Era Obergatz; la maldición se lo indicó. Desde abajo no llegó ningún otro ruido. ¿Le había matado? Liberarse de la amenaza de aquella odiosa criatura era un verdadero alivio. Durante el resto de la noche Jane yació despierta, escuchando. Imaginaba que abajo veía al hombre muerto con su espantoso rostro bañado a la fría luz de la luna, boca arriba y con la mirada fija hacia arriba, hacia ella.
Rogó que viniera un
ja
y se lo llevara a rastras, pero durante el resto de la noche no oyó ningún otro ruido por encima del monótono murmullo de la jungla. Se alegraba de que aquel hombre estuviera muerto, pero temía la horrible prueba que le esperaba por la mañana, pues debía enterrar aquella cosa que había sido Erich Obergatz y vivir allí, sobre la tumba poco profunda del hombre al que había matado.

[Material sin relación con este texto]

//! Rate and dividend-yield curves.
//!
//! A curve maps a year fraction `t` to a continuously-compounded annualised
//! rate.  It is defined everywhere: between samples it interpolates
//! linearly, beyond them it extrapolates according to its
//! [`CurveExtrapolation`] policy.

use lv_core::{require, DiscountFactor, Error, Rate, Real, Result, Time};
use lv_math::{Interpolation1D, LinearInterpolation};

/// A scalar curve over time.
pub trait TermStructure: std::fmt::Debug + Send + Sync {
    /// Curve value at time `t`.
    fn value_at(&self, t: Time) -> Rate;

    /// Curve values at each of `times`.
    fn values_at(&self, times: &[Time]) -> Vec<Rate> {
        times.iter().map(|&t| self.value_at(t)).collect()
    }

    /// `exp(−value(t)·t)`, the discount factor implied by reading the curve
    /// as a zero rate.
    fn discount(&self, t: Time) -> DiscountFactor {
        (-self.value_at(t) * t).exp()
    }
}

/// What an [`InterpolatedCurve`] does outside its sampled range.
#[derive(Debug, Clone, Copy, Default, PartialEq, Eq)]
pub enum CurveExtrapolation {
    /// Continue the first/last segment with its slope.
    #[default]
    Linear,
    /// Hold the nearest sampled value.
    Flat,
}

/// A curve linearly interpolated between `(time, value)` samples.
#[derive(Debug, Clone)]
pub struct InterpolatedCurve {
    times: Vec<Time>,
    values: Vec<Rate>,
    // `None` for a single-sample (flat) curve
    interpolation: Option<LinearInterpolation>,
    extrapolation: CurveExtrapolation,
}

impl InterpolatedCurve {
    /// Build a curve from parallel `times` / `values`.
    ///
    /// # Errors
    /// [`Error::InvalidCurve`] if the inputs are empty, of different
    /// lengths, non-finite, or if `times` is not strictly increasing.
    pub fn new(times: &[Time], values: &[Rate]) -> Result<Self> {
        require!(!times.is_empty(), Error::InvalidCurve, "no samples");
        require!(
            times.len() == values.len(),
            Error::InvalidCurve,
            "{} times but {} values",
            times.len(),
            values.len()
        );
        require!(
            times.iter().chain(values.iter()).all(|v| v.is_finite()),
            Error::InvalidCurve,
            "samples must be finite"
        );
        require!(
            times.windows(2).all(|w| w[1] > w[0]),
            Error::InvalidCurve,
            "times must be strictly increasing"
        );

        let interpolation = if times.len() >= 2 {
            Some(
                LinearInterpolation::new(times, values)
                    .map_err(|e| Error::InvalidCurve(e.to_string()))?,
            )
        } else {
            None
        };

        Ok(Self {
            times: times.to_vec(),
            values: values.to_vec(),
            interpolation,
            extrapolation: CurveExtrapolation::default(),
        })
    }

    /// Select the extrapolation policy.
    pub fn with_extrapolation(mut self, extrapolation: CurveExtrapolation) -> Self {
        self.extrapolation = extrapolation;
        self
    }

    /// Sample times.
    pub fn times(&self) -> &[Time] {
        &self.times
    }

    /// Sample values.
    pub fn values(&self) -> &[Rate] {
        &self.values
    }

    /// The extrapolation policy.
    pub fn extrapolation(&self) -> CurveExtrapolation {
        self.extrapolation
    }
}

impl TermStructure for InterpolatedCurve {
    fn value_at(&self, t: Time) -> Rate {
        match &self.interpolation {
            None => self.values[0],
            Some(interp) => match self.extrapolation {
                CurveExtrapolation::Linear => interp.operator(t),
                CurveExtrapolation::Flat => {
                    interp.operator(t.clamp(interp.x_min(), interp.x_max()))
                }
            },
        }
    }
}

/// A constant curve.
#[derive(Debug, Clone, Copy, PartialEq)]
pub struct FlatCurve {
    value: Rate,
}

impl FlatCurve {
    /// A curve equal to `value` at every time.
    pub fn new(value: Rate) -> Self {
        Self { value }
    }

    /// The constant value.
    pub fn value(&self) -> Rate {
        self.value
    }
}

impl TermStructure for FlatCurve {
    fn value_at(&self, _t: Time) -> Rate {
        self.value
    }

    fn values_at(&self, times: &[Time]) -> Vec<Real> {
        vec![self.value; times.len()]
    }
}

Se reprochó entonces su debilidad, repitiéndose una y otra vez que le había matado en defensa propia, que su acto estaba justificado; pero ella era una mujer de hoy, y llevaba consigo los mandatos de hierro del orden social en el que ella había nacido, sus prohibiciones y sus supersticiones.
Por fin llegó el alba. Lentamente el sol coronó las distantes montañas más allá del Jad-in-lul. Y sin embargo vacilaba en aflojar las ataduras de su puerta y mirar a la cosa de abajo. Pero tenía que hacerlo. Se armó de valor y desató la correa hecha de pellejo que aseguraba la barrera. Miró abajo y sólo la hierba y las flores la miraron. Salió de su refugio y examinó el suelo en el lado opuesto del árbol; allí no había ningún hombre muerto, ni en ningún sitio que ella pudiera ver. Poco a poco descendió, con cautela y el oído alerta listo para la primera insinuación de peligro.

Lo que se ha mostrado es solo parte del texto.